In September, the Bank presented its “Commerzbank 5.0” strategy and kicked-off its implementation. The evolved strategy builds on the proven foundations of the past few years. The focus will continue to be on growth in the core areas of business with private, business and corporate customers, cost reduction and digitalisation. The aim is to achieve a significant increase in value in the Bank’s core business areas. In order to implement its growth and investment programme at a faster pace and self-financed, the Bank is seeking to sell mBank in Poland.

One first milestone in the implementation of Commerzbank 5.0 is the planned integration of comdirect, with the aim of pooling digital competencies and enhancing synergies in innovation and costs. At the end of October, the Bank took the first step in this process and made an acquisition offer for all outstanding shares of its direct bank subsidiary. The offer of €11.44 per share in cash is subject to achievement of a minimum acceptance threshold of 90 % and ends on 6 December 2019. After that, comdirect would be merged into Commerzbank by means of a merger-law squeeze-out. If this is not successful, Commerzbank intends to take the steps required for a direct merger of comdirect into Commerzbank. In this case, the shareholders of comdirect would receive Commerzbank shares in exchange for their shares following consent granted by the general meetings of both companies. The exchange ratio would be determined on the basis of expert reports on the value of comdirect and Commerzbank.

“Commerzbank 5.0 is the logical next step in our strategy. We have already started the implementation and are working hard to reach our milestones quickly. We deliberately set long-term success above short-term return targets. Wishful thinking is not helpful in the face of low interest rates, an economic slowdown and geopolitical uncertainties”, said Martin Zielke, Chairman of the Board of Managing Directors of Commerzbank.

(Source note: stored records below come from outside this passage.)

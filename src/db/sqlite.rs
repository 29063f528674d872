use crate::db::models::{DbCredential, to_db_time};
use crate::db::schema::SQLITE_INIT;
use crate::error::MarketError;
use crate::types::marketplace::Marketplace;
use chrono::{DateTime, Utc};
use sqlx::sqlite::{SqliteConnectOptions, SqlitePoolOptions};
use sqlx::{Pool, Sqlite};
use std::str::FromStr;
use std::time::Duration;
use tracing::debug;

pub type SqlitePool = Pool<Sqlite>;

const CREDENTIAL_SELECT: &str = r#"
    SELECT c.id, c.user_id, u.username, c.marketplace, c.client_id, c.client_secret,
           c.access_token, c.token_expires_at, c.is_active
    FROM credentials c
    JOIN users u ON u.id = c.user_id
"#;

/// Thin wrapper over the SQLite pool. Reads live here and in `listing`,
/// keyed writes in `upsert`.
#[derive(Clone)]
pub struct MarketStorage {
    pool: SqlitePool,
}

impl MarketStorage {
    pub fn new(pool: SqlitePool) -> Self {
        Self { pool }
    }

    /// Open a pool for `database_url` and initialize the schema.
    pub async fn connect(database_url: &str, max_connections: u32) -> Result<Self, MarketError> {
        let connect_opts = SqliteConnectOptions::from_str(database_url)?
            .create_if_missing(true)
            .foreign_keys(true);
        let mut pool_opts = SqlitePoolOptions::new().max_connections(max_connections.max(1));
        if database_url.contains(":memory:") {
            // an in-memory database lives exactly as long as its single connection
            pool_opts = pool_opts
                .max_connections(1)
                .idle_timeout(None::<Duration>)
                .max_lifetime(None::<Duration>);
        }
        let pool = pool_opts.connect_with(connect_opts).await?;
        let storage = Self::new(pool);
        storage.init_schema().await?;
        Ok(storage)
    }

    pub fn pool(&self) -> &SqlitePool {
        &self.pool
    }

    /// Initialize the schema by executing the bundled DDL.
    pub async fn init_schema(&self) -> Result<(), MarketError> {
        // execute multiple statements safely (SQLite supports multi-commands but sqlx::query doesn't)
        for stmt in SQLITE_INIT.split(';') {
            let s = stmt.trim();
            if s.is_empty() {
                continue;
            }
            sqlx::query(s).execute(&self.pool).await?;
        }
        Ok(())
    }

    pub async fn ping(&self) -> Result<(), MarketError> {
        sqlx::query_scalar::<_, i64>("SELECT 1")
            .fetch_one(&self.pool)
            .await?;
        Ok(())
    }

    /// Insert the user if missing. Returns the user id either way.
    pub async fn ensure_user(&self, username: &str) -> Result<i64, MarketError> {
        sqlx::query(
            "INSERT INTO users (username, created_at) VALUES (?, ?) ON CONFLICT(username) DO NOTHING",
        )
        .bind(username)
        .bind(to_db_time(&Utc::now()))
        .execute(&self.pool)
        .await?;

        let id: i64 = sqlx::query_scalar("SELECT id FROM users WHERE username = ?")
            .bind(username)
            .fetch_one(&self.pool)
            .await?;
        Ok(id)
    }

    pub async fn find_by_access_token(
        &self,
        token: &str,
    ) -> Result<Option<DbCredential>, MarketError> {
        let sql = format!("{CREDENTIAL_SELECT} WHERE c.access_token = ?");
        let cred = sqlx::query_as::<_, DbCredential>(&sql)
            .bind(token)
            .fetch_optional(&self.pool)
            .await?;
        Ok(cred)
    }

    pub async fn find_by_client_id(
        &self,
        client_id: &str,
    ) -> Result<Option<DbCredential>, MarketError> {
        let sql = format!("{CREDENTIAL_SELECT} WHERE c.client_id = ?");
        let cred = sqlx::query_as::<_, DbCredential>(&sql)
            .bind(client_id)
            .fetch_optional(&self.pool)
            .await?;
        Ok(cred)
    }

    pub async fn find_credential(
        &self,
        user_id: i64,
        marketplace: Marketplace,
    ) -> Result<Option<DbCredential>, MarketError> {
        let sql = format!("{CREDENTIAL_SELECT} WHERE c.user_id = ? AND c.marketplace = ?");
        let cred = sqlx::query_as::<_, DbCredential>(&sql)
            .bind(user_id)
            .bind(marketplace)
            .fetch_optional(&self.pool)
            .await?;
        Ok(cred)
    }

    /// Insert a credential for (user, marketplace). Fails on the unique
    /// constraint if one already exists.
    pub async fn insert_credential(
        &self,
        user_id: i64,
        marketplace: Marketplace,
        client_id: &str,
        client_secret: &str,
    ) -> Result<i64, MarketError> {
        let now = to_db_time(&Utc::now());
        let res = sqlx::query(
            r#"
            INSERT INTO credentials (
                user_id, marketplace, client_id, client_secret, is_active, created_at, updated_at
            ) VALUES (?, ?, ?, ?, 1, ?, ?)
            "#,
        )
        .bind(user_id)
        .bind(marketplace)
        .bind(client_id)
        .bind(client_secret)
        .bind(&now)
        .bind(&now)
        .execute(&self.pool)
        .await?;
        debug!(user_id, %marketplace, "credential inserted");
        Ok(res.last_insert_rowid())
    }

    /// Overwrite the client id/secret pair of an existing credential.
    pub async fn update_client_keys(
        &self,
        id: i64,
        client_id: &str,
        client_secret: &str,
    ) -> Result<(), MarketError> {
        sqlx::query(
            "UPDATE credentials SET client_id = ?, client_secret = ?, updated_at = ? WHERE id = ?",
        )
        .bind(client_id)
        .bind(client_secret)
        .bind(to_db_time(&Utc::now()))
        .bind(id)
        .execute(&self.pool)
        .await?;
        Ok(())
    }

    pub async fn store_access_token(
        &self,
        id: i64,
        token: &str,
        expires_at: Option<DateTime<Utc>>,
    ) -> Result<(), MarketError> {
        sqlx::query(
            "UPDATE credentials SET access_token = ?, token_expires_at = ?, updated_at = ? WHERE id = ?",
        )
        .bind(token)
        .bind(expires_at.as_ref().map(to_db_time))
        .bind(to_db_time(&Utc::now()))
        .bind(id)
        .execute(&self.pool)
        .await?;
        Ok(())
    }

    #[cfg(test)]
    pub async fn set_active(&self, id: i64, active: bool) -> Result<(), MarketError> {
        sqlx::query("UPDATE credentials SET is_active = ?, updated_at = ? WHERE id = ?")
            .bind(active)
            .bind(to_db_time(&Utc::now()))
            .bind(id)
            .execute(&self.pool)
            .await?;
        Ok(())
    }
}

#[cfg(test)]
mod tests {
    use super::*;

    #[tokio::test]
    async fn ensure_user_is_idempotent() {
        let storage = MarketStorage::connect("sqlite::memory:", 1).await.unwrap();
        let first = storage.ensure_user("testuser").await.unwrap();
        let second = storage.ensure_user("testuser").await.unwrap();
        assert_eq!(first, second);
    }

    #[tokio::test]
    async fn one_credential_per_user_and_marketplace() {
        let storage = MarketStorage::connect("sqlite::memory:", 1).await.unwrap();
        let user = storage.ensure_user("testuser").await.unwrap();
        storage
            .insert_credential(user, Marketplace::AmazonAe, "amazon_ae_a", "s1")
            .await
            .unwrap();
        let dup = storage
            .insert_credential(user, Marketplace::AmazonAe, "amazon_ae_b", "s2")
            .await;
        assert!(matches!(dup, Err(MarketError::DatabaseError(_))));

        storage
            .insert_credential(user, Marketplace::NoonAe, "noon_ae_a", "s3")
            .await
            .unwrap();
        let noon = storage
            .find_credential(user, Marketplace::NoonAe)
            .await
            .unwrap()
            .unwrap();
        assert_eq!(noon.client_id, "noon_ae_a");
        assert_eq!(noon.username, "testuser");
        assert!(noon.is_active);
        assert!(noon.access_token.is_none());
    }
}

The Bank increased Group revenues by 2 % year-on-year in the third quarter to €2,183 million (Q3 2018: €2,140 million). The figure after adjustment for exceptional items was €2,170 million (Q3 2018: €2,122 million). Net interest income was increased by 2.7% as a result of this growth, while net commission income remained almost stable. Operating costs were trimmed to €1,560 million in the third quarter (Q3 2018: €1,607 million). Consequently, the Bank reduced its cost base to €5.1 billion in the first nine months (first nine months of 2018: €5.2 billion). The successful internalisation of previously outsourced activities was a contributing factor here. Overall the significant reduction in operating expenses by around €250 million outweighed the rise in compulsory contributions and in personnel costs. The risk result was down year-on-year at minus €114 million in the third quarter (Q3 2018: minus €133 million) and the risk indicators remained stable overall. The NPL ratio, at 0.8%, remained at a very low level.

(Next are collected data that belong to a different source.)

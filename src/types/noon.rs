//! Noon Seller API style wire shapes.

use crate::db::models::{
    DbNoonInventory, DbNoonOrder, DbNoonOrderItem, DbNoonProduct, to_db_time,
};
use crate::service::pagination::Page;
use serde::{Deserialize, Serialize};

/// Noon prices products in dirhams only.
pub const NOON_CURRENCY: &str = "AED";

/// `{"success": true, "data": ...}`
#[derive(Debug, Serialize)]
pub struct Success<T> {
    pub success: bool,
    pub data: T,
}

impl<T> Success<T> {
    pub fn new(data: T) -> Self {
        Self {
            success: true,
            data,
        }
    }
}

#[derive(Debug, Clone, Serialize, PartialEq)]
pub struct Pagination {
    pub page: u64,
    pub limit: u32,
    pub total_items: u64,
    pub total_pages: u64,
    pub has_next: bool,
    pub has_prev: bool,
    pub next_token: Option<String>,
}

impl<T> From<&Page<T>> for Pagination {
    fn from(page: &Page<T>) -> Self {
        Self {
            page: page.request.page_number(),
            limit: page.request.limit,
            total_items: page.total,
            total_pages: page.total_pages(),
            has_next: page.has_next(),
            has_prev: page.has_prev(),
            next_token: page.next_token(),
        }
    }
}

#[derive(Debug, Clone, Serialize, PartialEq)]
pub struct Price {
    pub currency: String,
    pub value: f64,
}

#[derive(Debug, Clone, Serialize, PartialEq)]
pub struct ProductStock {
    pub quantity: i64,
    pub max_order_quantity: i64,
}

#[derive(Debug, Clone, Serialize, PartialEq)]
pub struct Product {
    pub sku: String,
    pub noon_sku: String,
    pub name: String,
    pub name_ar: String,
    pub brand: String,
    pub category: String,
    pub price: Price,
    pub sale_price: Option<Price>,
    pub stock: ProductStock,
    pub status: String,
    pub images: Vec<String>,
    pub created_at: String,
    pub updated_at: String,
}

impl From<DbNoonProduct> for Product {
    fn from(p: DbNoonProduct) -> Self {
        let aed = |value| Price {
            currency: NOON_CURRENCY.to_string(),
            value,
        };
        Self {
            sku: p.partner_sku,
            noon_sku: p.noon_sku,
            name: p.title,
            name_ar: p.title_ar,
            brand: p.brand,
            category: p.category_code,
            price: aed(p.price),
            sale_price: p.sale_price.map(aed),
            stock: ProductStock {
                quantity: p.stock_quantity,
                max_order_quantity: p.max_order_quantity,
            },
            status: p.status,
            images: if p.image_url.is_empty() {
                Vec::new()
            } else {
                vec![p.image_url]
            },
            created_at: to_db_time(&p.created_at),
            updated_at: to_db_time(&p.updated_at),
        }
    }
}

#[derive(Debug, Serialize)]
pub struct ProductsData {
    pub products: Vec<Product>,
    pub pagination: Pagination,
}

#[derive(Debug, Clone, Serialize, PartialEq)]
pub struct Customer {
    pub first_name: String,
    pub last_name: String,
    pub email: String,
    pub phone: String,
}

#[derive(Debug, Clone, Serialize, PartialEq)]
pub struct Payment {
    pub method: String,
    pub total: Price,
}

#[derive(Debug, Clone, Serialize, PartialEq)]
pub struct Address {
    pub city: String,
    pub area: String,
    pub street: String,
}

#[derive(Debug, Clone, Serialize, PartialEq)]
pub struct Shipping {
    pub provider: String,
    pub tracking_number: String,
    pub address: Address,
    pub is_express: bool,
}

#[derive(Debug, Clone, Serialize, PartialEq)]
pub struct ItemPrice {
    pub currency: String,
    pub unit_price: f64,
    pub total_price: f64,
}

#[derive(Debug, Clone, Serialize, PartialEq)]
pub struct OrderItem {
    pub item_id: String,
    pub sku: String,
    pub noon_sku: String,
    pub name: String,
    pub quantity: i64,
    pub price: ItemPrice,
    pub status: String,
}

impl OrderItem {
    fn from_row(item: DbNoonOrderItem, currency: &str) -> Self {
        Self {
            item_id: item.order_item_id,
            sku: item.partner_sku,
            noon_sku: item.noon_sku,
            name: item.name,
            quantity: item.quantity,
            price: ItemPrice {
                currency: currency.to_string(),
                unit_price: item.unit_price,
                total_price: item.total_price,
            },
            status: item.status,
        }
    }
}

#[derive(Debug, Clone, Serialize, PartialEq)]
pub struct Order {
    pub order_nr: String,
    pub order_date: String,
    pub status: String,
    pub customer: Customer,
    pub payment: Payment,
    pub shipping: Shipping,
    pub items: Vec<OrderItem>,
    pub items_count: usize,
}

impl Order {
    /// Shape an order together with its lines.
    pub fn with_items(order: DbNoonOrder, items: Vec<DbNoonOrderItem>) -> Self {
        let items: Vec<OrderItem> = items
            .into_iter()
            .map(|i| OrderItem::from_row(i, &order.currency))
            .collect();
        Self {
            order_date: to_db_time(&order.order_date),
            customer: Customer {
                first_name: order.customer_first_name,
                last_name: order.customer_last_name,
                email: order.customer_email,
                phone: order.customer_phone,
            },
            payment: Payment {
                method: order.payment_method,
                total: Price {
                    currency: order.currency,
                    value: order.total_amount,
                },
            },
            shipping: Shipping {
                provider: order.delivery_provider,
                tracking_number: order.tracking_number,
                address: Address {
                    city: order.address_city,
                    area: order.address_area,
                    street: order.address_street,
                },
                is_express: order.is_express,
            },
            order_nr: order.order_nr,
            status: order.status,
            items_count: items.len(),
            items,
        }
    }
}

#[derive(Debug, Serialize)]
pub struct OrdersData {
    pub orders: Vec<Order>,
    pub pagination: Pagination,
}

#[derive(Debug, Clone, Serialize, PartialEq)]
pub struct Stock {
    pub available: i64,
    pub reserved: i64,
    pub total: i64,
}

#[derive(Debug, Clone, Serialize, PartialEq)]
pub struct Warehouse {
    pub code: String,
    pub name: String,
}

#[derive(Debug, Clone, Serialize, PartialEq)]
pub struct InventoryItem {
    pub sku: String,
    pub noon_sku: String,
    pub barcode: String,
    pub stock: Stock,
    pub warehouse: Warehouse,
    pub last_updated: String,
}

impl From<DbNoonInventory> for InventoryItem {
    fn from(i: DbNoonInventory) -> Self {
        Self {
            sku: i.partner_sku,
            noon_sku: i.noon_sku,
            barcode: i.barcode,
            stock: Stock {
                available: i.quantity,
                reserved: i.reserved_quantity,
                total: i.quantity.saturating_add(i.reserved_quantity),
            },
            // the mock has no warehouse directory, the code doubles as name
            warehouse: Warehouse {
                code: i.warehouse_code.clone(),
                name: i.warehouse_code,
            },
            last_updated: to_db_time(&i.last_updated),
        }
    }
}

#[derive(Debug, Serialize)]
pub struct InventoryData {
    pub inventory: Vec<InventoryItem>,
    pub pagination: Pagination,
}

#[derive(Debug, Clone, Default, Deserialize)]
pub struct StatusUpdateRequest {
    pub order_nr: Option<String>,
    pub status: Option<String>,
}

#[derive(Debug, Clone, Serialize, PartialEq)]
pub struct StatusUpdated {
    pub order_nr: String,
    pub status: String,
    pub updated_at: String,
}

#[derive(Debug, Clone, Deserialize)]
pub struct StockUpdateLine {
    pub sku: String,
    pub quantity: i64,
}

#[derive(Debug, Clone, Default, Deserialize)]
pub struct StockUpdateRequest {
    #[serde(default)]
    pub updates: Vec<StockUpdateLine>,
}

#[derive(Debug, Clone, Serialize, PartialEq)]
#[serde(tag = "status", rename_all = "lowercase")]
pub enum StockUpdateResult {
    Success { sku: String, new_quantity: i64 },
    Error { sku: String, message: String },
}

#[derive(Debug, Serialize)]
pub struct StockUpdateData {
    pub results: Vec<StockUpdateResult>,
    pub updated_count: usize,
}

#[cfg(test)]
mod tests {
    use super::*;
    use crate::service::pagination::PageRequest;
    use chrono::Utc;
    use serde_json::json;

    #[test]
    fn pagination_block_reflects_window() {
        let page = Page {
            items: vec![(); 10],
            total: 25,
            request: PageRequest {
                offset: 10,
                limit: 10,
            },
        };
        let p = Pagination::from(&page);
        assert_eq!(p.page, 2);
        assert_eq!(p.total_pages, 3);
        assert!(p.has_next);
        assert!(p.has_prev);
        assert!(p.next_token.is_some());
    }

    #[test]
    fn product_without_sale_price_or_image() {
        let now = Utc::now();
        let product = Product::from(DbNoonProduct {
            id: 1,
            noon_sku: "N1".to_string(),
            partner_sku: "P1".to_string(),
            title: "Kettle".to_string(),
            title_ar: String::new(),
            summary: String::new(),
            brand: "Acme".to_string(),
            category_code: "home".to_string(),
            product_type: String::new(),
            model_number: String::new(),
            price: 49.5,
            sale_price: None,
            warranty: String::new(),
            stock_quantity: 3,
            max_order_quantity: 10,
            status: "active".to_string(),
            image_url: String::new(),
            created_at: now,
            updated_at: now,
        });
        let v = serde_json::to_value(product).unwrap();
        assert_eq!(v["sku"], "P1");
        assert_eq!(v["price"], json!({"currency": "AED", "value": 49.5}));
        assert!(v["sale_price"].is_null());
        assert_eq!(v["images"], json!([]));
    }

    #[test]
    fn stock_total_saturates() {
        let item = InventoryItem::from(DbNoonInventory {
            id: 1,
            noon_sku: "N1".to_string(),
            partner_sku: "P1".to_string(),
            barcode: String::new(),
            quantity: i64::MAX,
            reserved_quantity: 1,
            warehouse_code: "DXB-01".to_string(),
            last_updated: Utc::now(),
        });
        assert_eq!(item.stock.total, i64::MAX);
    }

    #[test]
    fn stock_results_are_tagged_by_status() {
        let ok = serde_json::to_value(StockUpdateResult::Success {
            sku: "A".to_string(),
            new_quantity: 4,
        })
        .unwrap();
        assert_eq!(ok, json!({"status": "success", "sku": "A", "new_quantity": 4}));

        let missing = serde_json::to_value(StockUpdateResult::Error {
            sku: "B".to_string(),
            message: "SKU not found".to_string(),
        })
        .unwrap();
        assert_eq!(missing["status"], "error");
        assert_eq!(missing["message"], "SKU not found");
    }
}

In total, the Bank increased its operating profit to €448 million in the third quarter (Q3 2018: €346 million) and its pre-tax profit to €440 million (Q3 2018: €331 million). The net result was also up – from €218 million in the third quarter of 2018 to €294 million. The net Return on Tangible Equity (RoTE), taking into account the interest coupon for the Additional Tier 1 capital (AT 1), stood at 4.4% (Q3 2018: 3.5%). The Bank had strengthened its capital base at the beginning of July with its inaugural AT1 issue in the amount of US$ 1 billion.

The Common Equity Tier 1 (CET 1) ratio was down slightly in the third quarter, standing at 12.8% at the end of September (end of June 2019: 12.9%). The ratio already includes a dividend accrual in line with the pay-out ratio for 2018. The slight fall in the CET 1 ratio was mainly attributable to the increase in risk-weighted assets (RWA) in connection with the regulatory review of internal risk models (Targeted Review of Internal Models, TRIM). The Bank offset almost the whole of the TRIM effect in the third quarter through capital accumulation. RWA totalled €189 billion at the end of September (end of June 2019: €187 billion, end of September 2018: €178 billion). While RWA for credit risks rose by €3 billion after effects from TRIM and mitigating factors, RWA for market and operational risks remained largely unchanged. The leverage ratio stood at 4.7% at the end of September (end of June 2019: 4.5%). Total assets came to €513 billion (end of September 2018: €518 billion).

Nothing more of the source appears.